Hohe Schulden bei der Justiz

Italiener festgenommen - Weiterreise war von gut gefüllter Geldbörse abhängig

Die Bundespolizei hat heute auf der Inntalautobahn einen mit Haftbefehl gesuchten Italiener festgenommen. Er hatte die Wahl, seine Justizschulden in vierstelliger Höhe zu zahlen oder über fünf Monate ins Gefängnis zu gehen. In der Grenzkontrollstelle auf der A93 stoppten die Bundespolizisten einen Wagen mit italienischen Kennzeichen.

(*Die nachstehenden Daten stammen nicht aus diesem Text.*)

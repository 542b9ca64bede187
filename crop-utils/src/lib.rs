//! Shared utility functions for crop survey crates.

/// Date utility functions
pub mod dates {
    use chrono::NaiveDate;

    /// Date format used for display, CLI arguments and CSV export: "YYYY-MM-DD"
    pub const DATE_FORMAT: &str = "%Y-%m-%d";

    /// Format a NaiveDate as "YYYY-MM-DD"
    pub fn format_date(date: &NaiveDate) -> String {
        date.format(DATE_FORMAT).to_string()
    }

    /// Parse a date string in "YYYY-MM-DD" format
    pub fn parse_date(s: &str) -> anyhow::Result<NaiveDate> {
        Ok(NaiveDate::parse_from_str(s.trim(), DATE_FORMAT)?)
    }

}

/// Numeric helpers
pub mod numeric {
    /// Round a value to two decimal places (NDVI precision).
    pub fn round2(value: f64) -> f64 {
        (value * 100.0).round() / 100.0
    }

    /// Arithmetic mean rounded to two decimals. An empty slice yields `0.0`.
    pub fn mean_round2(values: &[f64]) -> f64 {
        if values.is_empty() {
            return 0.0;
        }
        let sum: f64 = values.iter().sum();
        round2(sum / values.len() as f64)
    }

}

/// Error types
pub mod error {
    use std::fmt;

    /// A name that does not match any known crop or survey status.
    #[derive(Debug, Clone, PartialEq, Eq)]
    pub struct ParseError {
        pub kind: &'static str,
        pub value: String,
    }

    impl ParseError {
        pub fn new(kind: &'static str, value: &str) -> Self {
            Self {
                kind,
                value: value.to_string(),
            }
        }
    }

    impl fmt::Display for ParseError {
        fn fmt(&self, f: &mut fmt::Formatter<'_>) -> fmt::Result {
            write!(f, "Unknown {}: {:?}", self.kind, self.value)
        }
    }

    impl std::error::Error for ParseError {}
}
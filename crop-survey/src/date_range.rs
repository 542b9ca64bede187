use chrono::NaiveDate;

/// An inclusive calendar date range.
///
/// The range is not validated: a start after the end is an empty range that
/// contains no date.
#[derive(Clone, Eq, PartialEq, Copy, Debug)]
pub struct DateRange(pub NaiveDate, pub NaiveDate);

impl DateRange {
    pub fn start(&self) -> NaiveDate {
        self.0
    }

    pub fn end(&self) -> NaiveDate {
        self.1
    }

    /// True if `date` falls between start and end, both ends inclusive.
    pub fn contains(&self, date: &NaiveDate) -> bool {
        self.0 <= *date && *date <= self.1
    }

    pub fn is_empty(&self) -> bool {
        self.0 > self.1
    }

    /// The tightest range covering every date yielded by `dates`, or `None`
    /// when the iterator is empty.
    pub fn spanning<I>(dates: I) -> Option<DateRange>
    where
        I: IntoIterator<Item = NaiveDate>,
    {
        dates.into_iter().fold(None, |acc, date| match acc {
            None => Some(DateRange(date, date)),
            Some(DateRange(start, end)) => Some(DateRange(start.min(date), end.max(date))),
        })
    }
}
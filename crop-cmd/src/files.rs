//! Commands that write the CSV download or the dashboard payload.

use crate::filters::{FilterArgs, SessionArgs};
use crop_data::dashboard::Dashboard;
use crop_data::export::{export_csv, EXPORT_MIME_TYPE};
use log::info;

/// Write the filtered points as CSV to `output`.
///
/// The file is only written once the whole export has serialized.
pub fn run_export(output: &str, filters: &FilterArgs) -> anyhow::Result<()> {
    let session = filters.session.session();
    let view = session.on_criteria_changed(&filters.criteria(&session));
    let bytes = view
        .export_csv()
        .map_err(|e| anyhow::anyhow!("Export failed, no file written: {}", e))?;
    std::fs::write(output, &bytes)?;
    info!(
        "Wrote {} survey points to {} ({})",
        view.records.len(),
        output,
        EXPORT_MIME_TYPE
    );
    Ok(())
}

/// Write the dashboard JSON payload to `output`, or stdout when `None`.
pub fn run_dashboard(output: Option<&str>, filters: &FilterArgs) -> anyhow::Result<()> {
    let session = filters.session.session();
    let view = session.on_criteria_changed(&filters.criteria(&session));
    let json = Dashboard::from_view(&view).to_json()?;
    match output {
        Some(path) => {
            std::fs::write(path, json)?;
            info!("Wrote dashboard payload to {}", path);
        }
        None => println!("{}", json),
    }
    Ok(())
}

/// Write the complete, unfiltered session dataset as CSV.
pub fn run_generate(output: &str, session_args: &SessionArgs) -> anyhow::Result<()> {
    let session = session_args.session();
    let bytes = export_csv(session.records())?;
    std::fs::write(output, &bytes)?;
    info!(
        "Wrote {} simulated survey points to {}",
        session.records().len(),
        output
    );
    Ok(())
}
pub mod crop;
pub mod date_range;
pub mod generator;
pub mod record;
pub mod status;
//! Text summary of a filtered view.

use crate::filters::FilterArgs;
use crop_data::view::NO_DATA_MESSAGE;
use crop_data::FilteredView;
use crop_utils::dates::format_date;
use std::fmt::Write;

/// Filter a fresh session and print its metrics and chart aggregates.
pub fn run_summary(filters: &FilterArgs) -> anyhow::Result<()> {
    let session = filters.session.session();
    let criteria = filters.criteria(&session);
    let view = session.on_criteria_changed(&criteria);
    print!("{}", render_summary(&view)?);
    Ok(())
}

/// Render the metric cards and chart aggregates as plain text.
pub fn render_summary(view: &FilteredView) -> anyhow::Result<String> {
    let agg = &view.aggregates;
    let mut out = String::new();

    writeln!(out, "{}", view.status_line())?;
    writeln!(out)?;
    writeln!(out, "Total Survey Points:  {}", agg.total_count)?;
    writeln!(out, "Unique Fields:        {}", agg.unique_field_count)?;
    writeln!(out, "Matching Crop Points: {}", agg.match_count)?;
    writeln!(out, "Average NDVI:         {:.2}", agg.mean_ndvi)?;

    if view.is_empty() {
        writeln!(out)?;
        writeln!(out, "{}", NO_DATA_MESSAGE)?;
        return Ok(out);
    }

    writeln!(out)?;
    writeln!(out, "Survey Crop Distribution")?;
    for (crop, count) in &agg.crop_distribution {
        writeln!(out, "  {:<10} {}", crop, count)?;
    }

    writeln!(out)?;
    writeln!(out, "Survey vs Classified Crop Match Count")?;
    for (label, count) in &agg.match_distribution {
        writeln!(out, "  {:<10} {}", label, count)?;
    }

    writeln!(out)?;
    writeln!(out, "NDVI Distribution per Crop")?;
    for (crop, values) in &agg.ndvi_by_crop {
        let min = values.iter().copied().fold(f64::INFINITY, f64::min);
        let max = values.iter().copied().fold(f64::NEG_INFINITY, f64::max);
        writeln!(
            out,
            "  {:<10} n={:<4} min={:.2} max={:.2}",
            crop,
            values.len(),
            min,
            max
        )?;
    }

    writeln!(out)?;
    writeln!(out, "Survey Points Over Time")?;
    for (date, count) in agg.timeline() {
        writeln!(out, "  {} {}", format_date(&date), count)?;
    }

    Ok(out)
}

#[cfg(test)]
mod tests {
    use super::*;
    use crop_data::Session;
    use crop_survey::generator::SimulationConfig;

    #[test]
    fn test_summary_lists_charts() {
        let session = Session::seeded(&SimulationConfig::default(), 21);
        let view = session.on_criteria_changed(&session.default_criteria());
        let text = render_summary(&view).unwrap();
        assert!(text.starts_with("✅ Showing "));
        assert!(text.contains("Survey Crop Distribution"));
        assert!(text.contains("Survey Points Over Time"));
        assert!(!text.contains(NO_DATA_MESSAGE));
    }

    #[test]
    fn test_summary_for_empty_view() {
        let session = Session::seeded(&SimulationConfig::default(), 21);
        let mut criteria = session.default_criteria();
        criteria.ndvi_min = 0.95;
        let view = session.on_criteria_changed(&criteria);
        let text = render_summary(&view).unwrap();
        assert!(text.contains("Total Survey Points:  0"));
        assert!(text.contains("Average NDVI:         0.00"));
        assert!(text.contains(NO_DATA_MESSAGE));
        assert!(!text.contains("Survey Crop Distribution"));
    }
}
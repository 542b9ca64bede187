use crate::{crop::Crop, status::SurveyStatus};
use chrono::NaiveDate;
use serde::{Deserialize, Serialize};
use std::cmp::Ordering;

/// A single simulated ground-truth observation of a field.
///
/// `classified_crop` is the label an automated classifier assigned to the
/// same field; validation compares it against `surveyed_crop`.
#[derive(Debug, Clone, PartialEq, Serialize, Deserialize)]
pub struct SurveyRecord {
    /// Unique field identifier, `F001`, `F002`, ...
    pub field_id: String,
    pub surveyed_crop: Crop,
    pub survey_status: SurveyStatus,
    pub survey_date: NaiveDate,
    pub latitude: f64,
    pub longitude: f64,
    /// Vegetation index in [0, 1], two decimals.
    pub ndvi: f64,
    pub classified_crop: Crop,
    pub farmer_name: String,
}

impl SurveyRecord {
    /// True when the classifier agrees with the field survey.
    pub fn is_match(&self) -> bool {
        self.surveyed_crop == self.classified_crop
    }

    /// Field identifier for the 1-based record `index`.
    pub fn field_id_for(index: usize) -> String {
        format!("F{:03}", index)
    }

    /// Farmer name for the 1-based record `index`.
    pub fn farmer_name_for(index: usize) -> String {
        format!("Farmer_{}", index)
    }

    /// Order by survey date, most recent first. Used for table display.
    pub fn cmp_newest_first(&self, other: &Self) -> Ordering {
        other.survey_date.cmp(&self.survey_date)
    }
}

#[cfg(test)]
mod tests {
    use super::*;

    fn record(surveyed: Crop, classified: Crop, day: u32) -> SurveyRecord {
        SurveyRecord {
            field_id: SurveyRecord::field_id_for(7),
            surveyed_crop: surveyed,
            survey_status: SurveyStatus::Planted,
            survey_date: NaiveDate::from_ymd_opt(2025, 2, day).unwrap(),
            latitude: 21.0,
            longitude: 76.0,
            ndvi: 0.5,
            classified_crop: classified,
            farmer_name: SurveyRecord::farmer_name_for(7),
        }
    }

    #[test]
    fn test_identifiers() {
        assert_eq!(SurveyRecord::field_id_for(1), "F001");
        assert_eq!(SurveyRecord::field_id_for(42), "F042");
        assert_eq!(SurveyRecord::field_id_for(200), "F200");
        assert_eq!(SurveyRecord::farmer_name_for(7), "Farmer_7");
    }

    #[test]
    fn test_is_match() {
        assert!(record(Crop::Rice, Crop::Rice, 1).is_match());
        assert!(!record(Crop::Rice, Crop::Maize, 1).is_match());
    }

    #[test]
    fn test_newest_first() {
        let older = record(Crop::Rice, Crop::Rice, 1);
        let newer = record(Crop::Rice, Crop::Rice, 9);
        assert_eq!(older.cmp_newest_first(&newer), Ordering::Greater);
        assert_eq!(newer.cmp_newest_first(&older), Ordering::Less);
    }
}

Bei der Überprüfung der Personalien des Fahrers stellten die Beamten fest, dass der italienische Staatsangehörige bereits 2018 vom Amtsgericht Düsseldorf wegen Unterschlagung zu einer Geldstrafe verurteilt worden war. Seine Justizschulden in Höhe von 4.000 Euro hatte er bisher jedoch nicht beglichen. Ersatzweise hatte das Gericht eine 160-tägige Haftstrafe vorgesehen.

 

Den Gang ins Gefängnis konnte der 63-Jährige dank seiner offenbar gut gefüllten Reisekasse verhindern. Nachdem er den geforderten Betrag bei der Rosenheimer Bundespolizei entrichtet hatte, durfte er mit entsprechend geleerter Geldbörse die Weiterreise antreten.